Businesses are struggling with data disruption

Data use is exploding, according to a UK study, but protection measures aren’t keeping pace.
22 March 2019

Data is mounting fast. Source: Unsplash

As the amount of data used “explodes” in the UK, and increasingly becomes monetized, the ability of companies to both protect it and recover it from disruption is having to play catch up.

Organizations managed 9.70PB of data on average in the last 12 months, according to Dell EMC’s Global Data Protection Index report— based on a survey of 2,200 IT decision makers across 18 countries.

At the same time, however, more than two-thirds of organizations have experienced some type of disruption in protecting and monetizing their data.

One fifth (20 percent) weren’t able to recover data using existing protection, and for 27 percent, data loss was irreparable— double the figure of 2016.

While three-quarters of companies claimed to be using at least two data protection vendors, this ironically increases their chances of disruptions from unplanned system downtime (43 percent), ransomware attacks that prevent access to data (32 percent) and data loss (29 percent).

With 36 percent of businesses already monetizing data, the financial cost of those disruptions can be massive. Dell EMC estimated that of those who experienced downtime in the last 12 months, outages averaged 12 hours, costing US$526,845.

Those who lost data, meanwhile, lost 2.13 terabytes on average, with a price tag of nearly US$1 million.

Not only does the amount of data lost increase the price, but so does the value of data itself. Organizations recognize this, with 8 in 10 taking data protection more seriously for categories of data that have the greatest monetary value.
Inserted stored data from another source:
pub mod admin;
pub mod comments;
pub mod misc;
pub mod prayers;
pub mod testimonials;

use axum::http::HeaderMap;

/// Rate-limit key: first forwarded address when behind a proxy,
/// otherwise a shared bucket for direct/local clients.
pub(crate) fn client_key(headers: &HeaderMap) -> String {
    headers
        .get("x-forwarded-for")
        .and_then(|v| v.to_str().ok())
        .and_then(|v| v.split(',').next())
        .map(|s| s.trim().to_string())
        .filter(|s| !s.is_empty())
        .unwrap_or_else(|| "local".to_string())
}
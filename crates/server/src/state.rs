use axum::extract::FromRef;
use chrono::{Local, NaiveDateTime};
use storage::Store;

use crate::rate::RateGuard;

/// Wall-clock source injected into handlers so the submission-window
/// logic stays pure and per-test clocks are possible.
pub type Clock = fn() -> NaiveDateTime;

pub fn local_now() -> NaiveDateTime {
    Local::now().naive_local()
}

#[derive(Clone)]
pub struct AppState {
    pub store: Store,
    pub rate: RateGuard,
    pub clock: Clock,
}

impl AppState {
    pub fn new(store: Store) -> Self {
        Self {
            store,
            rate: RateGuard::new(),
            clock: local_now,
        }
    }
}

impl FromRef<AppState> for Store {
    fn from_ref(state: &AppState) -> Self {
        state.store.clone()
    }
}
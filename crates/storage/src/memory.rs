use async_trait::async_trait;
use chrono::{NaiveDateTime, Utc};
use std::sync::Mutex;

use domain::{
    Comment, Error, ModerationStatus, NewComment, NewPrayer, NewTestimonial, ParentKind, Prayer,
    Stats, Testimonial,
};

use crate::Backend;

/// Process-local backend. One mutex guards all three collections; every
/// operation completes inside a single critical section and never
/// suspends while holding it, so each appears atomic to callers.
pub struct MemoryStore {
    inner: Mutex<Inner>,
}

#[derive(Default)]
struct Inner {
    comments: Vec<Comment>,
    prayers: Vec<Prayer>,
    testimonials: Vec<Testimonial>,
    next_comment_id: i64,
    next_prayer_id: i64,
    next_testimonial_id: i64,
}

impl MemoryStore {
    pub fn new() -> Self {
        Self {
            inner: Mutex::new(Inner::default()),
        }
    }
}

impl Default for MemoryStore {
    fn default() -> Self {
        Self::new()
    }
}

fn now() -> NaiveDateTime {
    Utc::now().naive_utc()
}

/// Most recent first; ties in `created_at` fall back to newest id, which
/// encodes insertion order.
fn by_recency<T: Clone>(items: &[T], created_at: impl Fn(&T) -> NaiveDateTime) -> Vec<T> {
    let mut out: Vec<T> = items.iter().rev().cloned().collect();
    out.sort_by(|a, b| created_at(b).cmp(&created_at(a)));
    out
}

#[async_trait]
impl Backend for MemoryStore {
    async fn create_comment(
        &self,
        parent_kind: ParentKind,
        parent_id: &str,
        new: NewComment,
    ) -> Result<Comment, Error> {
        let mut inner = self.inner.lock().expect("store lock poisoned");
        if parent_kind == ParentKind::Prayer && !inner.prayers.iter().any(|p| p.id == parent_id) {
            return Err(Error::NotFound("Prayer"));
        }
        inner.next_comment_id += 1;
        let comment = Comment {
            id: inner.next_comment_id.to_string(),
            parent_kind,
            parent_id: parent_id.to_string(),
            name: new.name,
            email: new.email,
            content: new.content,
            status: ModerationStatus::Approved,
            created_at: now(),
        };
        inner.comments.push(comment.clone());
        Ok(comment)
    }

    async fn list_comments(
        &self,
        parent: Option<(ParentKind, &str)>,
    ) -> Result<Vec<Comment>, Error> {
        let inner = self.inner.lock().expect("store lock poisoned");
        let matching: Vec<Comment> = inner
            .comments
            .iter()
            .filter(|c| match parent {
                Some((kind, id)) => c.parent_kind == kind && c.parent_id == id,
                None => true,
            })
            .cloned()
            .collect();
        Ok(by_recency(&matching, |c| c.created_at))
    }

    async fn set_comment_status(
        &self,
        id: &str,
        status: ModerationStatus,
    ) -> Result<Comment, Error> {
        let mut inner = self.inner.lock().expect("store lock poisoned");
        let comment = inner
            .comments
            .iter_mut()
            .find(|c| c.id == id)
            .ok_or(Error::NotFound("Comment"))?;
        comment.status = status;
        Ok(comment.clone())
    }

    async fn delete_comment(&self, id: &str) -> Result<(), Error> {
        let mut inner = self.inner.lock().expect("store lock poisoned");
        let before = inner.comments.len();
        inner.comments.retain(|c| c.id != id);
        if inner.comments.len() == before {
            return Err(Error::NotFound("Comment"));
        }
        Ok(())
    }

    async fn create_prayer(&self, new: NewPrayer) -> Result<Prayer, Error> {
        let mut inner = self.inner.lock().expect("store lock poisoned");
        inner.next_prayer_id += 1;
        let prayer = Prayer {
            id: inner.next_prayer_id.to_string(),
            name: new.name,
            request: new.request,
            hearts: 0,
            anonymous: new.anonymous,
            created_at: now(),
        };
        inner.prayers.push(prayer.clone());
        Ok(prayer)
    }

    async fn list_prayers(&self) -> Result<Vec<Prayer>, Error> {
        let inner = self.inner.lock().expect("store lock poisoned");
        Ok(by_recency(&inner.prayers, |p| p.created_at))
    }

    async fn get_prayer(&self, id: &str) -> Result<Prayer, Error> {
        let inner = self.inner.lock().expect("store lock poisoned");
        inner
            .prayers
            .iter()
            .find(|p| p.id == id)
            .cloned()
            .ok_or(Error::NotFound("Prayer"))
    }

    async fn heart_prayer(&self, id: &str) -> Result<Prayer, Error> {
        let mut inner = self.inner.lock().expect("store lock poisoned");
        let prayer = inner
            .prayers
            .iter_mut()
            .find(|p| p.id == id)
            .ok_or(Error::NotFound("Prayer"))?;
        prayer.hearts += 1;
        Ok(prayer.clone())
    }

    async fn delete_prayer(&self, id: &str) -> Result<(), Error> {
        let mut inner = self.inner.lock().expect("store lock poisoned");
        let before = inner.prayers.len();
        inner.prayers.retain(|p| p.id != id);
        if inner.prayers.len() == before {
            return Err(Error::NotFound("Prayer"));
        }
        inner
            .comments
            .retain(|c| !(c.parent_kind == ParentKind::Prayer && c.parent_id == id));
        Ok(())
    }

    async fn create_testimonial(&self, new: NewTestimonial) -> Result<Testimonial, Error> {
        let mut inner = self.inner.lock().expect("store lock poisoned");
        inner.next_testimonial_id += 1;
        let testimonial = Testimonial {
            id: inner.next_testimonial_id.to_string(),
            name: new.name,
            testimony: new.testimony,
            anonymous: new.anonymous,
            approved: false,
            created_at: now(),
            approved_at: None,
        };
        inner.testimonials.push(testimonial.clone());
        Ok(testimonial)
    }

    async fn list_testimonials(&self) -> Result<Vec<Testimonial>, Error> {
        let inner = self.inner.lock().expect("store lock poisoned");
        Ok(by_recency(&inner.testimonials, |t| t.created_at))
    }

    async fn approve_testimonial(
        &self,
        id: &str,
        now: NaiveDateTime,
    ) -> Result<Testimonial, Error> {
        let mut inner = self.inner.lock().expect("store lock poisoned");
        let testimonial = inner
            .testimonials
            .iter_mut()
            .find(|t| t.id == id)
            .ok_or(Error::NotFound("Testimonial"))?;
        if testimonial.approved {
            return Err(Error::AlreadyApproved);
        }
        testimonial.approved = true;
        testimonial.approved_at = Some(now);
        Ok(testimonial.clone())
    }

    async fn delete_testimonial(&self, id: &str) -> Result<(), Error> {
        let mut inner = self.inner.lock().expect("store lock poisoned");
        let before = inner.testimonials.len();
        inner.testimonials.retain(|t| t.id != id);
        if inner.testimonials.len() == before {
            return Err(Error::NotFound("Testimonial"));
        }
        Ok(())
    }

    async fn stats(&self) -> Result<Stats, Error> {
        let inner = self.inner.lock().expect("store lock poisoned");
        Ok(Stats {
            total_prayers: inner.prayers.len() as i64,
            total_hearts: inner.prayers.iter().map(|p| p.hearts).sum(),
            total_comments: inner.comments.len() as i64,
        })
    }
}

#[cfg(test)]
mod tests {
    use super::*;

    fn prayer(name: &str, request: &str) -> NewPrayer {
        NewPrayer::new(Some(name.to_string()), request.to_string(), false).unwrap()
    }

    fn comment(content: &str) -> NewComment {
        NewComment::new(Some("Sam".into()), None, content.to_string(), false).unwrap()
    }

    #[tokio::test]
    async fn ids_are_strictly_increasing() {
        let store = MemoryStore::new();
        let a = store.create_prayer(prayer("A", "first")).await.unwrap();
        let b = store.create_prayer(prayer("B", "second")).await.unwrap();
        assert_eq!(a.id, "1");
        assert_eq!(b.id, "2");
    }

    #[tokio::test]
    async fn list_is_most_recent_first() {
        let store = MemoryStore::new();
        store.create_prayer(prayer("A", "first")).await.unwrap();
        store.create_prayer(prayer("B", "second")).await.unwrap();
        let prayers = store.list_prayers().await.unwrap();
        assert_eq!(prayers.len(), 2);
        assert_eq!(prayers[0].request, "second");
        assert_eq!(prayers[1].request, "first");
    }

    #[tokio::test]
    async fn heart_increments_exactly_one_prayer() {
        let store = MemoryStore::new();
        let a = store.create_prayer(prayer("A", "first")).await.unwrap();
        let b = store.create_prayer(prayer("B", "second")).await.unwrap();

        let hearted = store.heart_prayer(&a.id).await.unwrap();
        assert_eq!(hearted.hearts, 1);
        assert_eq!(store.get_prayer(&b.id).await.unwrap().hearts, 0);

        let err = store.heart_prayer("999").await.unwrap_err();
        assert!(matches!(err, Error::NotFound(_)));
        assert_eq!(store.get_prayer(&a.id).await.unwrap().hearts, 1);
    }

    #[tokio::test]
    async fn prayer_comment_requires_existing_parent() {
        let store = MemoryStore::new();
        let err = store
            .create_comment(ParentKind::Prayer, "42", comment("hello"))
            .await
            .unwrap_err();
        assert!(matches!(err, Error::NotFound(_)));

        // blog posts are not stored, so any post id is accepted
        store
            .create_comment(ParentKind::Post, "easter-2026", comment("hello"))
            .await
            .unwrap();
    }

    #[tokio::test]
    async fn deleting_a_prayer_cascades_to_its_comments_only() {
        let store = MemoryStore::new();
        let a = store.create_prayer(prayer("A", "first")).await.unwrap();
        let b = store.create_prayer(prayer("B", "second")).await.unwrap();
        store
            .create_comment(ParentKind::Prayer, &a.id, comment("on a"))
            .await
            .unwrap();
        store
            .create_comment(ParentKind::Prayer, &b.id, comment("on b"))
            .await
            .unwrap();
        store
            .create_comment(ParentKind::Post, &a.id, comment("post sharing id"))
            .await
            .unwrap();

        store.delete_prayer(&a.id).await.unwrap();

        let remaining = store.list_comments(None).await.unwrap();
        assert_eq!(remaining.len(), 2);
        assert!(remaining
            .iter()
            .all(|c| !(c.parent_kind == ParentKind::Prayer && c.parent_id == a.id)));
    }

    #[tokio::test]
    async fn approve_is_one_way() {
        let store = MemoryStore::new();
        let t = store
            .create_testimonial(NewTestimonial::new(None, "God is good".into(), true).unwrap())
            .await
            .unwrap();
        assert!(!t.approved);
        assert!(t.approved_at.is_none());

        let when = Utc::now().naive_utc();
        let approved = store.approve_testimonial(&t.id, when).await.unwrap();
        assert!(approved.approved);
        assert_eq!(approved.approved_at, Some(when));

        let later = when + chrono::Duration::hours(1);
        let err = store.approve_testimonial(&t.id, later).await.unwrap_err();
        assert!(matches!(err, Error::AlreadyApproved));

        let list = store.list_testimonials().await.unwrap();
        assert_eq!(list[0].approved_at, Some(when));
    }

    #[tokio::test]
    async fn set_status_and_delete_comment() {
        let store = MemoryStore::new();
        let c = store
            .create_comment(ParentKind::Post, "sermon-1", comment("first!"))
            .await
            .unwrap();
        assert_eq!(c.status, ModerationStatus::Approved);

        let updated = store
            .set_comment_status(&c.id, ModerationStatus::Rejected)
            .await
            .unwrap();
        assert_eq!(updated.status, ModerationStatus::Rejected);

        store.delete_comment(&c.id).await.unwrap();
        let err = store.delete_comment(&c.id).await.unwrap_err();
        assert!(matches!(err, Error::NotFound(_)));
    }

    #[tokio::test]
    async fn stats_aggregate_all_collections() {
        let store = MemoryStore::new();
        let a = store.create_prayer(prayer("A", "first")).await.unwrap();
        store.create_prayer(prayer("B", "second")).await.unwrap();
        store.heart_prayer(&a.id).await.unwrap();
        store.heart_prayer(&a.id).await.unwrap();
        store
            .create_comment(ParentKind::Prayer, &a.id, comment("amen"))
            .await
            .unwrap();

        let stats = store.stats().await.unwrap();
        assert_eq!(stats.total_prayers, 2);
        assert_eq!(stats.total_hearts, 2);
        assert_eq!(stats.total_comments, 1);
    }
}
Overall, the report found a 50 percent jump in data protection “adopters” since 2016, as the importance of safeguarding it becomes front of mind. But the vast majority of businesses are still hampered by the difficulty of implementing a solution that fits their needs.  

One of the top challenges is the complexity of configuring and operating data protection hardware/software and ballooning costs of storing and managing backup copies due to rapid data growth.

Other issues included a lack of data protection solutions for data attached to emerging technologies, such as artificial intelligence and machine learning, and cloud-native applications. Unsurprisingly, ensuring compliance with regulations such as GDPR remains another speed bump.

“Emerging technologies such as AI and IoT are frequently the focus of an organization’s digital transformation, but the data those technologies generate is absolutely key in their transformation journey,” said Beth Phalen, president and general manager, Dell EMC Data Protection Division.

The report revealed that cloud is playing an increasing role in data protection, with use of public cloud increasing from 28 percent in 2016 to 40 percent in 2018. Nearly all organizations are leveraging cloud as part of their data protection infrastructure.

Backup/snapshot services to protect workloads developed in public cloud using new application architectures, as well as backup of on-premise workloads/data were cited as top uses.

“The nearly 50 percent growth of data protection adopters and fact that the majority of business now recognize the value of data proves that we are on a positive path to protecting and harnessing the data that drives human progress.”